Would you reproduce exactly the lines below from the one holding "NG pattern algebra" through the one holding "use quick_xml::Reader;", inclusive, and no others?
── Entries supplied
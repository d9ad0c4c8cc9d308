//! Document validators
//!
//! This module contains the schema and validator façade shared by every
//! schema language the crate handles, and its implementations.

// Foundation
pub mod base;
pub mod exceptions;
pub mod validation;

// RELAX NG
pub mod content_model;
pub mod id_validator;
pub mod schemas;

// Delegated XML Schema
pub mod xsd;

// Re-exports
pub use base::{Attribute, Schema, Validator, ValidatorProperties};
pub use content_model::{ContentModel, ContentModelTracker, ElementModel};
pub use exceptions::{Diagnostic, DiagnosticCollector, ErrorHandler, ErrorLatch, Severity};
pub use id_validator::{IdTracker, IdValidator};
pub use schemas::{IdSchema, RelaxNgSchema, RelaxNgValidator, SchemaOptions};
pub use validation::ValidationContext;
pub use xsd::{
    DiagnosticSink, XsdAttribute, XsdEngine, XsdEngineConfig, XsdEnvironment, XsdName,
    XsdSchema, XsdSession, XsdValidator,
};
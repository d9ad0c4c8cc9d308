//! RELAX NG pattern algebra
//!
//! This module contains the hash-consed pattern arena and everything that
//! runs over it once at schema compile time:
//! - [`SchemaPatternBuilder`]: the factory and intern table
//! - expansion of references ([`SchemaPatternBuilder::expand`])
//! - the recursion guard ([`SchemaPatternBuilder::check_recursion`])
//! - the [`RestrictionChecker`] with its [`Alphabet`] and
//!   [`DuplicateAttributeDetector`] helpers
//! - the [`IdTypeMap`] of ID-typed attributes and elements

pub mod alphabet;
pub mod builder;
pub mod content_type;
pub mod duplicate_attributes;
mod expand;
pub mod graph;
pub mod id_type_map;
pub mod name_class;
pub mod node;
mod recursion;
pub mod restrictions;

pub use alphabet::Alphabet;
pub use builder::SchemaPatternBuilder;
pub use content_type::ContentType;
pub use duplicate_attributes::DuplicateAttributeDetector;
pub use graph::{ElementSlot, PatternGraph};
pub use id_type_map::{IdType, IdTypeMap};
pub use name_class::NameClass;
pub use node::{
    AnnotationElement, Annotations, Datatype, DefineId, ElementId, Param, Pattern, PatternId,
    PatternKind,
};
pub use restrictions::{Context, RestrictionChecker};
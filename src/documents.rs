//! Streaming documents through validators
//!
//! This module reads an XML document with `quick-xml` and replays it as
//! [`Validator`] events: namespace declarations become prefix mappings, names
//! are resolved against the in-scope declarations, and each event carries the
//! line and column where it starts.

use once_cell::sync::Lazy;
use quick_xml::events::{BytesStart, Event};
use quick_xml::Reader;
use regex::Regex;

use crate::error::{Error, Result};
use crate::locations::SourceLocation;
use crate::namespaces::{NamespaceContext, QName};
use crate::validators::{Attribute, Validator};

/// Unparsed entity declarations in an internal subset
static UNPARSED_ENTITY: Lazy<Regex> = Lazy::new(|| {
    Regex::new(
        r#"<!ENTITY\s+([^\s%]+)\s+(?:PUBLIC\s+(?:"([^"]*)"|'([^']*)')\s+|SYSTEM\s+)(?:"([^"]*)"|'([^']*)')\s+NDATA\s+([^\s>]+)\s*>"#,
    )
    .expect("valid regex")
});

/// An unparsed entity declaration
#[derive(Debug, Clone, PartialEq, Eq)]
pub struct UnparsedEntity {
    /// Entity name
    pub name: String,
    /// Public identifier, if declared
    pub public_id: Option<String>,
    /// System identifier
    pub system_id: String,
    /// Name of the NDATA notation
    pub notation: String,
}

/// Find the unparsed entity declarations in a document type declaration
pub fn unparsed_entities(doctype: &str) -> Vec<UnparsedEntity> {
    UNPARSED_ENTITY
        .captures_iter(doctype)
        .map(|caps| {
            let text = |a: usize, b: usize| caps.get(a).or_else(|| caps.get(b)).map(|m| m.as_str());
            UnparsedEntity {
                name: caps[1].to_string(),
                public_id: text(2, 3).map(String::from),
                system_id: text(4, 5).unwrap_or_default().to_string(),
                notation: caps[6].to_string(),
            }
        })
        .collect()
}

// One open element: its name and the prefixes it declared
struct OpenElement {
    name: QName,
    qname: String,
    prefixes: Vec<String>,
}

struct Driver<'v> {
    validator: &'v mut dyn Validator,
    namespaces: NamespaceContext,
    open: Vec<OpenElement>,
}

impl<'v> Driver<'v> {
    fn start(&mut self, start: &BytesStart<'_>) -> Result<()> {
        let qname = utf8(start.name().as_ref())?.to_string();
        let mut declared = Vec::new();
        let mut raw_attributes = Vec::new();
        for attr in start.attributes() {
            let attr = attr.map_err(|e| Error::Xml(format!("Failed to parse attribute: {}", e)))?;
            let key = utf8(attr.key.as_ref())?.to_string();
            let value = attr
                .unescape_value()
                .map_err(|e| Error::Xml(format!("Failed to unescape attribute value: {}", e)))?
                .into_owned();
            if key == "xmlns" {
                declared.push((String::new(), value));
            } else if let Some(prefix) = key.strip_prefix("xmlns:") {
                declared.push((prefix.to_string(), value));
            } else {
                raw_attributes.push((key, value));
            }
        }

        self.namespaces.push_scope();
        let mut prefixes = Vec::with_capacity(declared.len());
        for (prefix, uri) in declared {
            self.validator.start_prefix_mapping(&prefix, &uri)?;
            self.namespaces.add_prefix(prefix.as_str(), uri);
            prefixes.push(prefix);
        }

        let name = self.namespaces.resolve(&qname)?;
        let attributes = raw_attributes
            .into_iter()
            .map(|(key, value)| {
                let name = self.namespaces.resolve_attribute(&key)?;
                Ok(Attribute::new(name, key, value))
            })
            .collect::<Result<Vec<_>>>()?;
        self.validator.start_element(&name, &qname, &attributes)?;
        self.open.push(OpenElement {
            name,
            qname,
            prefixes,
        });
        Ok(())
    }

    fn end(&mut self) -> Result<()> {
        let element = match self.open.pop() {
            Some(element) => element,
            None => return Err(Error::Xml("Unexpected end tag".to_string())),
        };
        self.validator.end_element(&element.name, &element.qname)?;
        for prefix in &element.prefixes {
            self.validator.end_prefix_mapping(prefix)?;
        }
        self.namespaces.pop_scope();
        Ok(())
    }

    fn text(&mut self, text: &str) -> Result<()> {
        if text.is_empty() {
            return Ok(());
        }
        self.validator.characters(text)
    }
}

fn utf8(bytes: &[u8]) -> Result<&str> {
    std::str::from_utf8(bytes).map_err(|e| Error::Xml(format!("Invalid UTF-8: {}", e)))
}

/// Validate `xml` with `validator`.
///
/// Returns whether the document was valid; diagnostics go to the validator's
/// error handler. Malformed XML is an [`Error::Xml`], and an aborted
/// validation returns the error that aborted it.
pub fn validate_str(xml: &str, validator: &mut dyn Validator) -> Result<bool> {
    let mut reader = Reader::from_str(xml);
    reader.check_end_names(true);

    let mut driver = Driver {
        validator,
        namespaces: NamespaceContext::new(),
        open: Vec::new(),
    };
    driver.validator.set_location(Some(SourceLocation::from_offset(None, xml, 0)));
    driver.validator.start_document()?;

    loop {
        let position = reader.buffer_position();
        let event = reader.read_event().map_err(|e| {
            Error::Xml(format!(
                "Error parsing XML at position {}: {}",
                reader.buffer_position(),
                e
            ))
        })?;
        driver
            .validator
            .set_location(Some(SourceLocation::from_offset(None, xml, position)));
        match event {
            Event::Start(e) => driver.start(&e)?,
            Event::Empty(e) => {
                driver.start(&e)?;
                driver.end()?;
            }
            Event::End(_) => driver.end()?,
            Event::Text(e) => {
                let text = e
                    .unescape()
                    .map_err(|e| Error::Xml(format!("Failed to unescape text: {}", e)))?;
                driver.text(&text)?;
            }
            Event::CData(e) => {
                let bytes = e.into_inner();
                driver.text(utf8(&bytes)?)?;
            }
            Event::DocType(e) => {
                let doctype = utf8(&e)?;
                for entity in unparsed_entities(doctype) {
                    driver.validator.unparsed_entity_decl(
                        &entity.name,
                        entity.public_id.as_deref(),
                        &entity.system_id,
                        &entity.notation,
                    )?;
                }
            }
            Event::Eof => break,
            _ => {}
        }
    }

    if !driver.open.is_empty() {
        return Err(Error::Xml("Unexpected end of document".to_string()));
    }
    driver.validator.end_document()?;
    Ok(!driver.validator.had_error())
}

#[cfg(test)]
mod tests {
    use super::*;
    use std::sync::{Arc, Mutex};

    #[derive(Debug, Default)]
    struct Recorder {
        events: Arc<Mutex<Vec<String>>>,
        location: Option<SourceLocation>,
    }

    impl Recorder {
        fn push(&self, event: String) {
            self.events.lock().unwrap().push(event);
        }
    }

    impl Validator for Recorder {
        fn set_location(&mut self, location: Option<SourceLocation>) {
            self.location = location;
        }
        fn start_document(&mut self) -> Result<()> {
            self.push("start".into());
            Ok(())
        }
        fn end_document(&mut self) -> Result<()> {
            self.push("end".into());
            Ok(())
        }
        fn start_prefix_mapping(&mut self, prefix: &str, uri: &str) -> Result<()> {
            self.push(format!("xmlns:{}={}", prefix, uri));
            Ok(())
        }
        fn end_prefix_mapping(&mut self, prefix: &str) -> Result<()> {
            self.push(format!("/xmlns:{}", prefix));
            Ok(())
        }
        fn start_element(
            &mut self,
            name: &QName,
            _qname: &str,
            attributes: &[Attribute],
        ) -> Result<()> {
            let mut event = format!("<{}", name);
            for attribute in attributes {
                event.push_str(&format!(" {}={}", attribute.name, attribute.value));
            }
            if let Some(ref location) = self.location {
                event.push_str(&format!(" @{}", location.line));
            }
            self.push(event);
            Ok(())
        }
        fn end_element(&mut self, name: &QName, _qname: &str) -> Result<()> {
            self.push(format!("</{}>", name));
            Ok(())
        }
        fn characters(&mut self, text: &str) -> Result<()> {
            self.push(format!("{:?}", text));
            Ok(())
        }
        fn unparsed_entity_decl(
            &mut self,
            name: &str,
            _public_id: Option<&str>,
            system_id: &str,
            notation: &str,
        ) -> Result<()> {
            self.push(format!("entity {} {} {}", name, system_id, notation));
            Ok(())
        }
        fn had_error(&self) -> bool {
            false
        }
        fn reset(&mut self) {}
    }

    fn events(xml: &str) -> Vec<String> {
        let mut recorder = Recorder::default();
        let events = recorder.events.clone();
        assert!(validate_str(xml, &mut recorder).unwrap());
        let result = events.lock().unwrap().clone();
        result
    }

    #[test]
    fn test_namespaces_and_locations() {
        let xml = "<r xmlns='urn:a' xmlns:b='urn:b'>\n  <b:c b:x='1&amp;2' y='3'/>\n</r>";
        assert_eq!(
            events(xml),
            vec![
                "start",
                "xmlns:=urn:a",
                "xmlns:b=urn:b",
                "<{urn:a}r @1",
                "\"\\n  \"",
                "<{urn:b}c {urn:b}x=1&2 y=3 @2",
                "</{urn:b}c>",
                "\"\\n\"",
                "</{urn:a}r>",
                "/xmlns:",
                "/xmlns:b",
                "end",
            ]
        );
    }

    #[test]
    fn test_cdata_and_entities() {
        let xml = "<!DOCTYPE r [<!ENTITY logo SYSTEM \"logo.png\" NDATA png>]><r><![CDATA[a<b]]></r>";
        let events = events(xml);
        assert!(events.contains(&"entity logo logo.png png".to_string()));
        assert!(events.contains(&"\"a<b\"".to_string()));
    }

    #[test]
    fn test_malformed() {
        let mut recorder = Recorder::default();
        assert!(matches!(
            validate_str("<a><b></a>", &mut recorder),
            Err(Error::Xml(_))
        ));
        assert!(matches!(
            validate_str("<a>", &mut recorder),
            Err(Error::Xml(_))
        ));
    }

    #[test]
    fn test_unknown_prefix() {
        let mut recorder = Recorder::default();
        assert!(matches!(
            validate_str("<p:a/>", &mut recorder),
            Err(Error::Namespace(_))
        ));
    }

    #[test]
    fn test_unparsed_entities_public() {
        let entities =
            unparsed_entities("r [<!ENTITY pic PUBLIC '-//X//pic' 'pic.gif' NDATA gif>]");
        assert_eq!(entities.len(), 1);
        assert_eq!(entities[0].public_id.as_deref(), Some("-//X//pic"));
        assert_eq!(entities[0].system_id, "pic.gif");
        assert_eq!(entities[0].notation, "gif");
    }
}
────
** Answer to this problem **
//! RELAX NG pattern algebra
//!
//! This module contains the hash-consed pattern arena and everything that
//! runs over it once at schema compile time:
//! - [`SchemaPatternBuilder`]: the factory and intern table
//! - expansion of references ([`SchemaPatternBuilder::expand`])
//! - the recursion guard ([`SchemaPatternBuilder::check_recursion`])
//! - the [`RestrictionChecker`] with its [`Alphabet`] and
//!   [`DuplicateAttributeDetector`] helpers
//! - the [`IdTypeMap`] of ID-typed attributes and elements

pub mod alphabet;
pub mod builder;
pub mod content_type;
pub mod duplicate_attributes;
mod expand;
pub mod graph;
pub mod id_type_map;
pub mod name_class;
pub mod node;
mod recursion;
pub mod restrictions;

pub use alphabet::Alphabet;
pub use builder::SchemaPatternBuilder;
pub use content_type::ContentType;
pub use duplicate_attributes::DuplicateAttributeDetector;
pub use graph::{ElementSlot, PatternGraph};
pub use id_type_map::{IdType, IdTypeMap};
pub use name_class::NameClass;
pub use node::{
    AnnotationElement, Annotations, Datatype, DefineId, ElementId, Param, Pattern, PatternId,
    PatternKind,
};
pub use restrictions::{Context, RestrictionChecker};
filename src/documents.rs
//! Streaming documents through validators
//!
//! This module reads an XML document with `quick-xml` and replays it as
//! [`Validator`] events: namespace declarations become prefix mappings, names
//! are resolved against the in-scope declarations, and each event carries the
//! line and column where it starts.

use once_cell::sync::Lazy;
use quick_xml::events::{BytesStart, Event};
use quick_xml::Reader;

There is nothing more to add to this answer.